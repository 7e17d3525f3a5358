use assert_cmd::Command;
use predicates::prelude::*;
use tempfile::TempDir;

/// `trimkit` isolated from any config in the environment or working directory
fn trimkit(workdir: &TempDir) -> Command {
    let mut cmd = Command::cargo_bin("trimkit").unwrap();
    cmd.current_dir(workdir.path())
        .env_remove("TRIMKIT_CONFIG")
        .env_remove("RUST_LOG")
        .env("TRIMKIT_LOG_LEVEL", "warn");
    cmd
}

fn source(workdir: &TempDir, name: &str) -> String {
    let path = workdir.path().join(name);
    std::fs::write(&path, b"not really a video").unwrap();
    path.display().to_string()
}

#[test]
fn test_help_lists_subcommands() {
    let workdir = TempDir::new().unwrap();
    trimkit(&workdir)
        .arg("--help")
        .assert()
        .success()
        .stdout(predicate::str::contains("trim"))
        .stdout(predicate::str::contains("transcode"))
        .stdout(predicate::str::contains("hls-multi"));
}

#[test]
fn test_dry_run_trim_prints_command() {
    let workdir = TempDir::new().unwrap();
    let input = source(&workdir, "talk.mp4");

    trimkit(&workdir)
        .args(["trim", "-i", &input, "-s", "1", "-e", "00:00:04.5", "--name", "intro"])
        .arg("--storage-dir")
        .arg(workdir.path().join("out"))
        .arg("--dry-run")
        .assert()
        .success()
        .stdout(predicate::str::contains("Trim Result"))
        .stdout(predicate::str::contains("ffmpeg -hide_banner -y -ss 00:00:01.000"))
        .stdout(predicate::str::contains("-t 00:00:03.500"))
        .stdout(predicate::str::contains("intro.mp4"));

    assert!(workdir.path().join("out").join("Trimmer").is_dir());
}

#[test]
fn test_dry_run_hls_multi_json() {
    let workdir = TempDir::new().unwrap();
    let input = source(&workdir, "concert.mp4");

    let output = trimkit(&workdir)
        .args(["--dry-run", "--output", "json", "hls-multi", "-i", &input])
        .args(["--variant", "1.0:5350k:5000k", "--variant", "0.5:1498k:1400k"])
        .args(["--name", "concert"])
        .arg("--storage-dir")
        .arg(workdir.path())
        .output()
        .unwrap();
    assert!(output.status.success(), "stderr: {}", String::from_utf8_lossy(&output.stderr));

    let value: serde_json::Value = serde_json::from_slice(&output.stdout).unwrap();
    assert_eq!(value["has_variants"], true);
    assert_eq!(value["variants"].as_array().unwrap().len(), 2);
    assert!(value["master_playlist"]
        .as_str()
        .unwrap()
        .ends_with("master.m3u8"));
    assert!(workdir.path().join("Hls").join("concert").join("v1").is_dir());
}

#[test]
fn test_config_file_in_working_directory_is_used() {
    let workdir = TempDir::new().unwrap();
    std::fs::write(workdir.path().join("trimkit.toml"), "[encoding]\ncrf = 31\n").unwrap();
    let input = source(&workdir, "lecture.mov");

    trimkit(&workdir)
        .args(["--dry-run", "transcode", "-i", &input])
        .arg("--storage-dir")
        .arg(workdir.path())
        .assert()
        .success()
        .stdout(predicate::str::contains("-crf 31"));
}

#[test]
fn test_inverted_range_fails() {
    let workdir = TempDir::new().unwrap();
    let input = source(&workdir, "talk.mp4");

    trimkit(&workdir)
        .args(["--dry-run", "trim", "-i", &input, "-s", "10", "-e", "5"])
        .assert()
        .failure()
        .stderr(predicate::str::contains("Invalid trim arguments"));
}

#[test]
fn test_missing_input_fails() {
    let workdir = TempDir::new().unwrap();

    trimkit(&workdir)
        .args(["--dry-run", "trim", "-i", "nowhere.mp4", "-s", "0", "-e", "5"])
        .assert()
        .failure()
        .stderr(predicate::str::contains("File not found").or(predicate::str::contains("nowhere.mp4")));
}

#[test]
fn test_missing_config_file_fails() {
    let workdir = TempDir::new().unwrap();

    trimkit(&workdir)
        .args(["--config", "absent.toml", "--dry-run", "convert", "-u", "https://example.com/a.m3u8"])
        .assert()
        .failure()
        .stderr(predicate::str::contains("Failed to load configuration"));
}

#[test]
fn test_malformed_variant_is_rejected() {
    let workdir = TempDir::new().unwrap();

    trimkit(&workdir)
        .args(["hls-multi", "-i", "in.mp4", "--variant", "big"])
        .assert()
        .code(2)
        .stderr(predicate::str::contains("--variant"));
}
———
EXERCISE PROMPT —
Transcribe the material above in its entirety. Match it exactly.

TASK RESULT —
repository 7e17d3525f3a5358
use assert_cmd::Command;
use predicates::prelude::*;
use tempfile::TempDir;

/// `trimkit` isolated from any config in the environment or working directory
fn trimkit(workdir: &TempDir) -> Command {
    let mut cmd = Command::cargo_bin("trimkit").unwrap();
    cmd.current_dir(workdir.path())
        .env_remove("TRIMKIT_CONFIG")
        .env_remove("RUST_LOG")
        .env("TRIMKIT_LOG_LEVEL", "warn");
    cmd
}

fn source(workdir: &TempDir, name: &str) -> String {
    let path = workdir.path().join(name);
    std::fs::write(&path, b"not really a video").unwrap();
    path.display().to_string()
}

#[test]
fn test_help_lists_subcommands() {
    let workdir = TempDir::new().unwrap();
    trimkit(&workdir)
        .arg("--help")
        .assert()
        .success()
        .stdout(predicate::str::contains("trim"))
        .stdout(predicate::str::contains("transcode"))
        .stdout(predicate::str::contains("hls-multi"));
}

#[test]
fn test_dry_run_trim_prints_command() {
    let workdir = TempDir::new().unwrap();
    let input = source(&workdir, "talk.mp4");

    trimkit(&workdir)
        .args(["trim", "-i", &input, "-s", "1", "-e", "00:00:04.5", "--name", "intro"])
        .arg("--storage-dir")
        .arg(workdir.path().join("out"))
        .arg("--dry-run")
        .assert()
        .success()
        .stdout(predicate::str::contains("Trim Result"))
        .stdout(predicate::str::contains("ffmpeg -hide_banner -y -ss 00:00:01.000"))
        .stdout(predicate::str::contains("-t 00:00:03.500"))
        .stdout(predicate::str::contains("intro.mp4"));

    assert!(workdir.path().join("out").join("Trimmer").is_dir());
}

#[test]
fn test_dry_run_hls_multi_json() {
    let workdir = TempDir::new().unwrap();
    let input = source(&workdir, "concert.mp4");

    let output = trimkit(&workdir)
        .args(["--dry-run", "--output", "json", "hls-multi", "-i", &input])
        .args(["--variant", "1.0:5350k:5000k", "--variant", "0.5:1498k:1400k"])
        .args(["--name", "concert"])
        .arg("--storage-dir")
        .arg(workdir.path())
        .output()
        .unwrap();
    assert!(output.status.success(), "stderr: {}", String::from_utf8_lossy(&output.stderr));

    let value: serde_json::Value = serde_json::from_slice(&output.stdout).unwrap();
    assert_eq!(value["has_variants"], true);
    assert_eq!(value["variants"].as_array().unwrap().len(), 2);
    assert!(value["master_playlist"]
        .as_str()
        .unwrap()
        .ends_with("master.m3u8"));
    assert!(workdir.path().join("Hls").join("concert").join("v1").is_dir());
}

#[test]
fn test_config_file_in_working_directory_is_used() {
    let workdir = TempDir::new().unwrap();
    std::fs::write(workdir.path().join("trimkit.toml"), "[encoding]\ncrf = 31\n").unwrap();
    let input = source(&workdir, "lecture.mov");

    trimkit(&workdir)
        .args(["--dry-run", "transcode", "-i", &input])
        .arg("--storage-dir")
        .arg(workdir.path())
        .assert()
        .success()
        .stdout(predicate::str::contains("-crf 31"));
}

#[test]
fn test_inverted_range_fails() {
    let workdir = TempDir::new().unwrap();
    let input = source(&workdir, "talk.mp4");

    trimkit(&workdir)
        .args(["--dry-run", "trim", "-i", &input, "-s", "10", "-e", "5"])
        .assert()
        .failure()
        .stderr(predicate::str::contains("Invalid trim arguments"));
}

#[test]
fn test_missing_input_fails() {
    let workdir = TempDir::new().unwrap();

    trimkit(&workdir)
        .args(["--dry-run", "trim", "-i", "nowhere.mp4", "-s", "0", "-e", "5"])
        .assert()
        .failure()
        .stderr(predicate::str::contains("File not found").or(predicate::str::contains("nowhere.mp4")));
}

#[test]
fn test_missing_config_file_fails() {
    let workdir = TempDir::new().unwrap();

    trimkit(&workdir)
        .args(["--config", "absent.toml", "--dry-run", "convert", "-u", "https://example.com/a.m3u8"])
        .assert()
        .failure()
        .stderr(predicate::str::contains("Failed to load configuration"));
}

#[test]
fn test_malformed_variant_is_rejected() {
    let workdir = TempDir::new().unwrap();

    trimkit(&workdir)
        .args(["hls-multi", "-i", "in.mp4", "--variant", "big"])
        .assert()
        .code(2)
        .stderr(predicate::str::contains("--variant"));
}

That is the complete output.